Copy out the entries below precisely; nothing is to be omitted.

___ Study material

//! Vertex and instance layouts for the 3D pipeline

use bytemuck::{Pod, Zeroable};
use glam::{Mat3, Mat4};

/// Mesh vertex: position plus face normal
#[repr(C)]
#[derive(Copy, Clone, Debug, Pod, Zeroable)]
pub struct Vertex {
    pub position: [f32; 3],
    pub normal: [f32; 3],
}

impl Vertex {
    pub const fn new(position: [f32; 3], normal: [f32; 3]) -> Self {
        Self { position, normal }
    }

    pub fn desc() -> wgpu::VertexBufferLayout<'static> {
        wgpu::VertexBufferLayout {
            array_stride: std::mem::size_of::<Vertex>() as wgpu::BufferAddress,
            step_mode: wgpu::VertexStepMode::Vertex,
            attributes: &[
                wgpu::VertexAttribute {
                    offset: 0,
                    shader_location: 0,
                    format: wgpu::VertexFormat::Float32x3,
                },
                wgpu::VertexAttribute {
                    offset: std::mem::size_of::<[f32; 3]>() as wgpu::BufferAddress,
                    shader_location: 1,
                    format: wgpu::VertexFormat::Float32x3,
                },
            ],
        }
    }
}

/// Per-entity draw data: model matrix, normal matrix (columns padded to
/// vec4 for WGSL alignment), material color and emissive glow.
#[repr(C)]
#[derive(Copy, Clone, Debug, Pod, Zeroable)]
pub struct Instance {
    pub model: [[f32; 4]; 4],
    pub normal: [[f32; 4]; 3],
    pub color: [f32; 4],
    pub emissive: [f32; 4],
}

impl Instance {
    pub fn new(model: Mat4, color: [f32; 3], emissive: [f32; 3]) -> Self {
        let n = normal_matrix(model);
        Self {
            model: model.to_cols_array_2d(),
            normal: [
                [n.x_axis.x, n.x_axis.y, n.x_axis.z, 0.0],
                [n.y_axis.x, n.y_axis.y, n.y_axis.z, 0.0],
                [n.z_axis.x, n.z_axis.y, n.z_axis.z, 0.0],
            ],
            color: [color[0], color[1], color[2], 1.0],
            emissive: [emissive[0], emissive[1], emissive[2], 1.0],
        }
    }

    pub fn desc() -> wgpu::VertexBufferLayout<'static> {
        const VEC4: u64 = std::mem::size_of::<[f32; 4]>() as u64;
        wgpu::VertexBufferLayout {
            array_stride: std::mem::size_of::<Instance>() as wgpu::BufferAddress,
            step_mode: wgpu::VertexStepMode::Instance,
            attributes: &[
                // Model matrix columns
                wgpu::VertexAttribute {
                    offset: 0,
                    shader_location: 3,
                    format: wgpu::VertexFormat::Float32x4,
                },
                wgpu::VertexAttribute {
                    offset: VEC4,
                    shader_location: 4,
                    format: wgpu::VertexFormat::Float32x4,
                },
                wgpu::VertexAttribute {
                    offset: VEC4 * 2,
                    shader_location: 5,
                    format: wgpu::VertexFormat::Float32x4,
                },
                wgpu::VertexAttribute {
                    offset: VEC4 * 3,
                    shader_location: 6,
                    format: wgpu::VertexFormat::Float32x4,
                },
                // Normal matrix columns
                wgpu::VertexAttribute {
                    offset: VEC4 * 4,
                    shader_location: 7,
                    format: wgpu::VertexFormat::Float32x4,
                },
                wgpu::VertexAttribute {
                    offset: VEC4 * 5,
                    shader_location: 8,
                    format: wgpu::VertexFormat::Float32x4,
                },
                wgpu::VertexAttribute {
                    offset: VEC4 * 6,
                    shader_location: 9,
                    format: wgpu::VertexFormat::Float32x4,
                },
                // Material
                wgpu::VertexAttribute {
                    offset: VEC4 * 7,
                    shader_location: 10,
                    format: wgpu::VertexFormat::Float32x4,
                },
                wgpu::VertexAttribute {
                    offset: VEC4 * 8,
                    shader_location: 11,
                    format: wgpu::VertexFormat::Float32x4,
                },
            ],
        }
    }
}

/// Inverse-transpose of the model's upper 3x3 for transforming normals.
/// A non-invertible matrix (degenerate scale) falls back to identity; this
/// only feeds lighting.
pub fn normal_matrix(model: Mat4) -> Mat3 {
    let m = Mat3::from_mat4(model);
    if m.determinant().abs() < 1e-8 {
        Mat3::IDENTITY
    } else {
        m.inverse().transpose()
    }
}

#[cfg(test)]
mod tests {
    use super::*;
    use glam::Vec3;

    #[test]
    fn test_normal_matrix_identity_for_rigid_transform() {
        let model = Mat4::from_translation(Vec3::new(10.0, -4.0, 2.0));
        let n = normal_matrix(model);
        assert!((n.determinant() - 1.0).abs() < 1e-5);
        let v = n * Vec3::Y;
        assert!((v - Vec3::Y).length() < 1e-5);
    }

    #[test]
    fn test_normal_matrix_undoes_nonuniform_scale() {
        let model = Mat4::from_scale(Vec3::new(2.0, 1.0, 1.0));
        let n = normal_matrix(model);
        // A normal on the stretched axis shrinks by the inverse scale
        let v = n * Vec3::X;
        assert!((v.x - 0.5).abs() < 1e-5);
    }

    #[test]
    fn test_normal_matrix_degenerate_falls_back_to_identity() {
        let model = Mat4::from_scale(Vec3::new(0.0, 1.0, 1.0));
        assert_eq!(normal_matrix(model), Mat3::IDENTITY);
    }

    #[test]
    fn test_instance_packs_model_columns() {
        let model = Mat4::from_translation(Vec3::new(1.0, 2.0, 3.0));
        let instance = Instance::new(model, [0.5, 0.6, 0.7], [0.1, 0.2, 0.3]);
        assert_eq!(instance.model[3][0], 1.0);
        assert_eq!(instance.model[3][1], 2.0);
        assert_eq!(instance.model[3][2], 3.0);
        assert_eq!(instance.color[3], 1.0);
    }
}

______

Exercise output:
//! Vertex and instance layouts for the 3D pipeline

use bytemuck::{Pod, Zeroable};
use glam::{Mat3, Mat4};

/// Mesh vertex: position plus face normal
#[repr(C)]
#[derive(Copy, Clone, Debug, Pod, Zeroable)]
pub struct Vertex {
    pub position: [f32; 3],
    pub normal: [f32; 3],
}

impl Vertex {
    pub const fn new(position: [f32; 3], normal: [f32; 3]) -> Self {
        Self { position, normal }
    }

    pub fn desc() -> wgpu::VertexBufferLayout<'static> {
        wgpu::VertexBufferLayout {
            array_stride: std::mem::size_of::<Vertex>() as wgpu::BufferAddress,
            step_mode: wgpu::VertexStepMode::Vertex,
            attributes: &[
                wgpu::VertexAttribute {
                    offset: 0,
                    shader_location: 0,
                    format: wgpu::VertexFormat::Float32x3,
                },
                wgpu::VertexAttribute {
                    offset: std::mem::size_of::<[f32; 3]>() as wgpu::BufferAddress,
                    shader_location: 1,
                    format: wgpu::VertexFormat::Float32x3,
                },
            ],
        }
    }
}

/// Per-entity draw data: model matrix, normal matrix (columns padded to
/// vec4 for WGSL alignment), material color and emissive glow.
#[repr(C)]
#[derive(Copy, Clone, Debug, Pod, Zeroable)]
pub struct Instance {
    pub model: [[f32; 4]; 4],
    pub normal: [[f32; 4]; 3],
    pub color: [f32; 4],
    pub emissive: [f32; 4],
}

impl Instance {
    pub fn new(model: Mat4, color: [f32; 3], emissive: [f32; 3]) -> Self {
        let n = normal_matrix(model);
        Self {
            model: model.to_cols_array_2d(),
            normal: [
                [n.x_axis.x, n.x_axis.y, n.x_axis.z, 0.0],
                [n.y_axis.x, n.y_axis.y, n.y_axis.z, 0.0],
                [n.z_axis.x, n.z_axis.y, n.z_axis.z, 0.0],
            ],
            color: [color[0], color[1], color[2], 1.0],
            emissive: [emissive[0], emissive[1], emissive[2], 1.0],
        }
    }

    pub fn desc() -> wgpu::VertexBufferLayout<'static> {
        const VEC4: u64 = std::mem::size_of::<[f32; 4]>() as u64;
        wgpu::VertexBufferLayout {
            array_stride: std::mem::size_of::<Instance>() as wgpu::BufferAddress,
            step_mode: wgpu::VertexStepMode::Instance,
            attributes: &[
                // Model matrix columns
                wgpu::VertexAttribute {
                    offset: 0,
                    shader_location: 3,
                    format: wgpu::VertexFormat::Float32x4,
                },
                wgpu::VertexAttribute {
                    offset: VEC4,
                    shader_location: 4,
                    format: wgpu::VertexFormat::Float32x4,
                },
                wgpu::VertexAttribute {
                    offset: VEC4 * 2,
                    shader_location: 5,
                    format: wgpu::VertexFormat::Float32x4,
                },
                wgpu::VertexAttribute {
                    offset: VEC4 * 3,
                    shader_location: 6,
                    format: wgpu::VertexFormat::Float32x4,
                },
                // Normal matrix columns
                wgpu::VertexAttribute {
                    offset: VEC4 * 4,
                    shader_location: 7,
                    format: wgpu::VertexFormat::Float32x4,
                },
                wgpu::VertexAttribute {
                    offset: VEC4 * 5,
                    shader_location: 8,
                    format: wgpu::VertexFormat::Float32x4,
                },
                wgpu::VertexAttribute {
                    offset: VEC4 * 6,
                    shader_location: 9,
                    format: wgpu::VertexFormat::Float32x4,
                },
                // Material
                wgpu::VertexAttribute {
                    offset: VEC4 * 7,
                    shader_location: 10,
                    format: wgpu::VertexFormat::Float32x4,
                },
                wgpu::VertexAttribute {
                    offset: VEC4 * 8,
                    shader_location: 11,
                    format: wgpu::VertexFormat::Float32x4,
                },
            ],
        }
    }
}

/// Inverse-transpose of the model's upper 3x3 for transforming normals.
/// A non-invertible matrix (degenerate scale) falls back to identity; this
/// only feeds lighting.
pub fn normal_matrix(model: Mat4) -> Mat3 {
    let m = Mat3::from_mat4(model);
    if m.determinant().abs() < 1e-8 {
        Mat3::IDENTITY
    } else {
        m.inverse().transpose()
    }
}

#[cfg(test)]
mod tests {
    use super::*;
    use glam::Vec3;

    #[test]
    fn test_normal_matrix_identity_for_rigid_transform() {
        let model = Mat4::from_translation(Vec3::new(10.0, -4.0, 2.0));
        let n = normal_matrix(model);
        assert!((n.determinant() - 1.0).abs() < 1e-5);
        let v = n * Vec3::Y;
        assert!((v - Vec3::Y).length() < 1e-5);
    }

    #[test]
    fn test_normal_matrix_undoes_nonuniform_scale() {
        let model = Mat4::from_scale(Vec3::new(2.0, 1.0, 1.0));
        let n = normal_matrix(model);
        // A normal on the stretched axis shrinks by the inverse scale
        let v = n * Vec3::X;
        assert!((v.x - 0.5).abs() < 1e-5);
    }

    #[test]
    fn test_normal_matrix_degenerate_falls_back_to_identity() {
        let model = Mat4::from_scale(Vec3::new(0.0, 1.0, 1.0));
        assert_eq!(normal_matrix(model), Mat3::IDENTITY);
    }

    #[test]
    fn test_instance_packs_model_columns() {
        let model = Mat4::from_translation(Vec3::new(1.0, 2.0, 3.0));
        let instance = Instance::new(model, [0.5, 0.6, 0.7], [0.1, 0.2, 0.3]);
        assert_eq!(instance.model[3][0], 1.0);
        assert_eq!(instance.model[3][1], 2.0);
        assert_eq!(instance.model[3][2], 3.0);
        assert_eq!(instance.color[3], 1.0);
    }
}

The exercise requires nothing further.